Q - Il y a quelques jours, vous étiez en Colombie pour tenter de faire le point sur la situation des otages et notamment sur la situation d'Ingrid Betancourt. La semaine dernière, le président de la République, en votre compagnie d'ailleurs, a reçu la famille d'Ingrid Betancourt. Que peut-on dire, que peut-on savoir, que peut-on nourrir comme espoir puisque nous atteignons à présent la sixième année de détention pour Ingrid Betancourt ?
R - Oui, c'est un triste anniversaire. Six années d'isolement, de vie terriblement difficile, six années de désespoir pour un certain nombre d'otages civils et pour des centaines d'otages militaires et membres de la police.

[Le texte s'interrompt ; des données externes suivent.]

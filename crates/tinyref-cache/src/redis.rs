use async_trait::async_trait;
use redis::AsyncCommands;
use sha2::{Digest, Sha256};
use std::collections::HashMap;
use std::ops::Range;
use std::time::Duration;
use tinyref_core::backend::Result;
use tinyref_core::{base62, BackendError, GroupKey, MinifiedId, StorageBackend};
use tracing::{debug, trace, warn};
use typed_builder::TypedBuilder;

/// Configuration for a [`RedisStore`].
#[derive(Debug, TypedBuilder)]
pub struct RedisStoreConfig {
    /// Prefix for every key written by this store.
    #[builder(default = "tr:".to_string())]
    pub key_prefix: String,
    /// Per-entry expiry. `None` means entries persist until evicted by
    /// the server's own policy.
    #[builder(default, setter(strip_option))]
    pub ttl: Option<Duration>,
    /// When true this store is a source of truth: asked to create, it
    /// allocates ids from an atomic counter instead of reporting misses.
    /// Leave false when a durable tier sits behind it.
    #[builder(default = false)]
    pub authoritative: bool,
}

impl Default for RedisStoreConfig {
    fn default() -> Self {
        Self::builder().build()
    }
}

/// A distributed cache tier backed by Redis.
///
/// String→id entries are keyed by `{prefix}s:{group}:{sha256(string)}`
/// so that arbitrarily long strings produce bounded keys; id→string
/// entries are keyed by `{prefix}i:{id}`. In the authoritative
/// configuration, ids come from `INCRBY` on a single counter key, which
/// allocates a contiguous block per batch.
#[derive(Clone)]
pub struct RedisStore {
    conn: redis::aio::MultiplexedConnection,
    key_prefix: String,
    ttl: Option<Duration>,
    authoritative: bool,
}

/// String→id key: the string is hashed so arbitrarily long inputs
/// produce bounded keys, and the group key scopes uniqueness.
fn string_key(prefix: &str, group: &GroupKey, string: &str) -> String {
    let digest = Sha256::digest(string.as_bytes());
    format!("{prefix}s:{group}:{digest:x}")
}

/// Id→string key: ids are short and globally unique, no hashing needed.
fn id_key(prefix: &str, id: &MinifiedId) -> String {
    format!("{prefix}i:{id}")
}

fn map_redis_error(operation: &str, err: redis::RedisError) -> BackendError {
    let message = format!("{operation}: {err}");
    if err.is_timeout()
        || err.is_io_error()
        || err.is_connection_dropped()
        || err.is_connection_refusal()
    {
        BackendError::Transient(message)
    } else {
        BackendError::Fatal(message)
    }
}

impl RedisStore {
    /// Creates a non-authoritative cache store with default settings.
    pub fn new(conn: redis::aio::MultiplexedConnection) -> Self {
        Self::with_config(conn, RedisStoreConfig::default())
    }

    /// Creates a store with explicit configuration.
    pub fn with_config(conn: redis::aio::MultiplexedConnection, config: RedisStoreConfig) -> Self {
        Self {
            conn,
            key_prefix: config.key_prefix,
            ttl: config.ttl,
            authoritative: config.authoritative,
        }
    }

    fn string_key(&self, group: &GroupKey, string: &str) -> String {
        string_key(&self.key_prefix, group, string)
    }

    fn id_key(&self, id: &MinifiedId) -> String {
        id_key(&self.key_prefix, id)
    }

    fn counter_key(&self) -> String {
        format!("{}next_id", self.key_prefix)
    }

    /// Atomically allocates the next `count` ids from the counter key.
    async fn next_ids(&self, count: u64) -> Result<Range<u64>> {
        let mut conn = self.conn.clone();
        let end: u64 = conn
            .incr(self.counter_key(), count)
            .await
            .map_err(|e| map_redis_error("failed to advance id counter", e))?;
        Ok(end - count..end)
    }

    /// Writes raw key/value pairs, honoring the configured expiry.
    async fn write_entries(&self, entries: &[(String, String)]) -> Result<()> {
        if entries.is_empty() {
            return Ok(());
        }

        let mut pipe = redis::pipe();
        for (key, value) in entries {
            match self.ttl {
                Some(ttl) => {
                    pipe.set_ex(key, value, ttl.as_secs().max(1)).ignore();
                }
                None => {
                    pipe.set(key, value).ignore();
                }
            }
        }

        let mut conn = self.conn.clone();
        pipe.query_async::<()>(&mut conn)
            .await
            .map_err(|e| map_redis_error("failed to write cache entries", e))
    }

    async fn mget(&self, keys: &[String], operation: &str) -> Result<Vec<Option<String>>> {
        let mut conn = self.conn.clone();
        let mut cmd = redis::cmd("MGET");
        for key in keys {
            cmd.arg(key);
        }
        cmd.query_async(&mut conn)
            .await
            .map_err(|e| map_redis_error(operation, e))
    }
}

#[async_trait]
impl StorageBackend for RedisStore {
    async fn get_ids(
        &self,
        strings: &[String],
        group: &GroupKey,
        create_missing: bool,
    ) -> Result<HashMap<String, Option<MinifiedId>>> {
        if strings.is_empty() {
            return Ok(HashMap::new());
        }

        trace!(count = strings.len(), group = %group, "looking up ids in redis");
        let keys: Vec<String> = strings.iter().map(|s| self.string_key(group, s)).collect();
        let values = self
            .mget(&keys, "failed to fetch ids from redis")
            .await?;

        let mut out = HashMap::with_capacity(strings.len());
        for (s, value) in strings.iter().zip(values) {
            let id = match value {
                Some(text) => Some(MinifiedId::parse(&text).map_err(|e| {
                    warn!(string = %s, error = %e, "corrupt cached id");
                    BackendError::InvalidData(format!("cached id for '{s}' is invalid: {e}"))
                })?),
                None => None,
            };
            out.insert(s.clone(), id);
        }

        // Not authoritative means not a source of truth: misses stay
        // absent regardless of the create flag.
        if !create_missing || !self.authoritative {
            return Ok(out);
        }

        let missing: Vec<String> = out
            .iter()
            .filter(|(_, v)| v.is_none())
            .map(|(s, _)| s.clone())
            .collect();
        if missing.is_empty() {
            return Ok(out);
        }

        let allocated = self.next_ids(missing.len() as u64).await?;
        debug!(count = missing.len(), "allocated ids from redis counter");

        let mut entries = Vec::with_capacity(missing.len() * 2);
        for (s, n) in missing.iter().zip(allocated) {
            let id = base62::encode_u64(n);
            entries.push((self.string_key(group, s), id.as_str().to_string()));
            entries.push((self.id_key(&id), s.clone()));
            out.insert(s.clone(), Some(id));
        }
        self.write_entries(&entries).await?;

        Ok(out)
    }

    async fn get_strings(
        &self,
        ids: &[MinifiedId],
    ) -> Result<HashMap<MinifiedId, Option<String>>> {
        if ids.is_empty() {
            return Ok(HashMap::new());
        }

        trace!(count = ids.len(), "looking up strings in redis");
        let keys: Vec<String> = ids.iter().map(|id| self.id_key(id)).collect();
        let values = self
            .mget(&keys, "failed to fetch strings from redis")
            .await?;

        Ok(ids.iter().cloned().zip(values).collect())
    }

    async fn cache_id_results(
        &self,
        results: &HashMap<String, MinifiedId>,
        group: &GroupKey,
    ) -> Result<()> {
        trace!(count = results.len(), "backfilling redis with resolved ids");
        let mut entries = Vec::with_capacity(results.len() * 2);
        for (s, id) in results {
            entries.push((self.string_key(group, s), id.as_str().to_string()));
            entries.push((self.id_key(id), s.clone()));
        }
        self.write_entries(&entries).await
    }

    async fn cache_string_results(&self, results: &HashMap<MinifiedId, String>) -> Result<()> {
        trace!(count = results.len(), "backfilling redis with resolved strings");
        let entries: Vec<(String, String)> = results
            .iter()
            .map(|(id, s)| (self.id_key(id), s.clone()))
            .collect();
        self.write_entries(&entries).await
    }
}
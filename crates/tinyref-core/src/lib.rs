//! Core types and traits for the tinyref string minifier.
//!
//! This crate provides the base62 codec, the storage backend contract,
//! and the tiered resolver shared by all backend implementations.

pub mod backend;
pub mod base62;
pub mod error;
pub mod id;
pub mod minifier;

pub use backend::StorageBackend;
pub use error::{BackendError, CodecError, MinifierError};
pub use id::{GroupKey, MinifiedId};
pub use minifier::Minifier;
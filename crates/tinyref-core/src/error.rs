use crate::id::MinifiedId;
use thiserror::Error;

/// Result type for resolver operations.
pub type Result<T> = std::result::Result<T, MinifierError>;

/// Errors produced by the base62 codec.
#[derive(Debug, Clone, PartialEq, Eq, Error)]
pub enum CodecError {
    #[error("cannot encode a negative integer: {0}")]
    NegativeInput(i64),
    #[error("minified id contains a character outside the alphabet: {0:?}")]
    InvalidCharacter(char),
    #[error("minified id is empty")]
    Empty,
}

/// Errors produced by a storage backend.
#[derive(Debug, Clone, Error)]
pub enum BackendError {
    /// The backend was asked to perform an operation outside its role,
    /// e.g. a pure cache asked to allocate ids, or a source of truth
    /// asked to accept backfill.
    #[error("operation not supported by this backend: {0}")]
    Unsupported(String),
    /// A recoverable connectivity failure. Durable tiers absorb these
    /// with their retry wrapper; cache tiers surface them directly.
    #[error("transient backend failure: {0}")]
    Transient(String),
    /// The retry budget was exhausted without a successful attempt.
    #[error("retry budget exhausted after {attempts} attempts: {message}")]
    RetriesExhausted { attempts: u32, message: String },
    /// A non-recoverable backend failure.
    #[error("backend failure: {0}")]
    Fatal(String),
    #[error("stored data is invalid: {0}")]
    InvalidData(String),
    #[error(transparent)]
    Codec(#[from] CodecError),
}

/// Errors surfaced by the [`Minifier`](crate::Minifier) resolver.
#[derive(Debug, Clone, Error)]
pub enum MinifierError {
    /// A single-item id lookup found no mapping. Batch lookups never
    /// raise this; they report misses as absent entries instead.
    #[error("no mapping exists for minified id '{0}'")]
    NotFound(MinifiedId),
    #[error(transparent)]
    Codec(#[from] CodecError),
    #[error(transparent)]
    Backend(#[from] BackendError),
}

Deux otages ont été relâchés grâce à l'intervention du président du Venezuela, M. Chavez. Vous savez qu'il y a 2 300 kilomètres de frontière entre la Colombie, région où se tiennent les guérilleros des FARC, et le Venezuela.
Mercredi, le président Chavez m'a annoncé que d'autres otages devaient être libérés, trois autres et un quatrième, l'ex-sénateur Gechem, qui est malade. L'idée est d'établir un accord humanitaire au moins pour que soient libérés les malades et les femmes.
Nous attendons ces quatre libérations. Le président Uribe, le président colombien et le président Chavez. Ils sont très éloignés idéologiquement. Une lutte de 40 ans se mène en Colombie contre les FARC qui sont des guérilleros d'un ancien temps, d'un temps où, en effet, la lutte armée était à l'ordre du jour. Elle ne l'est plus beaucoup.
Le président Uribe a entamé des opérations militaires. Je ne sais pas si elles sont réussies mais enfin, la sécurité augmente en Colombie, particulièrement dans les villes.
Q - On se souvient que le président de la République avait pris des initiatives, à la fois en direction des FARC - il leur avait lancé un appel solennel - et du même coup, la France a été conduite à se rapprocher de M. Chavez, le président du Venezuela. Continuez-vous d'avoir confiance en cette politique extrêmement compliquée de petits pas, de pressions amicales ou doit-on, hélas, considérer qu'au fond, l'attention de l'opinion internationale, l'attention de la France, notamment, est tellement forte sur Ingrid Betancourt que, paradoxalement, les FARC s'en servent ? Ils se servent d'elle comme d'un bouclier humain quasiment pour justement éviter une offensive militaire ou quelque chose de ce genre.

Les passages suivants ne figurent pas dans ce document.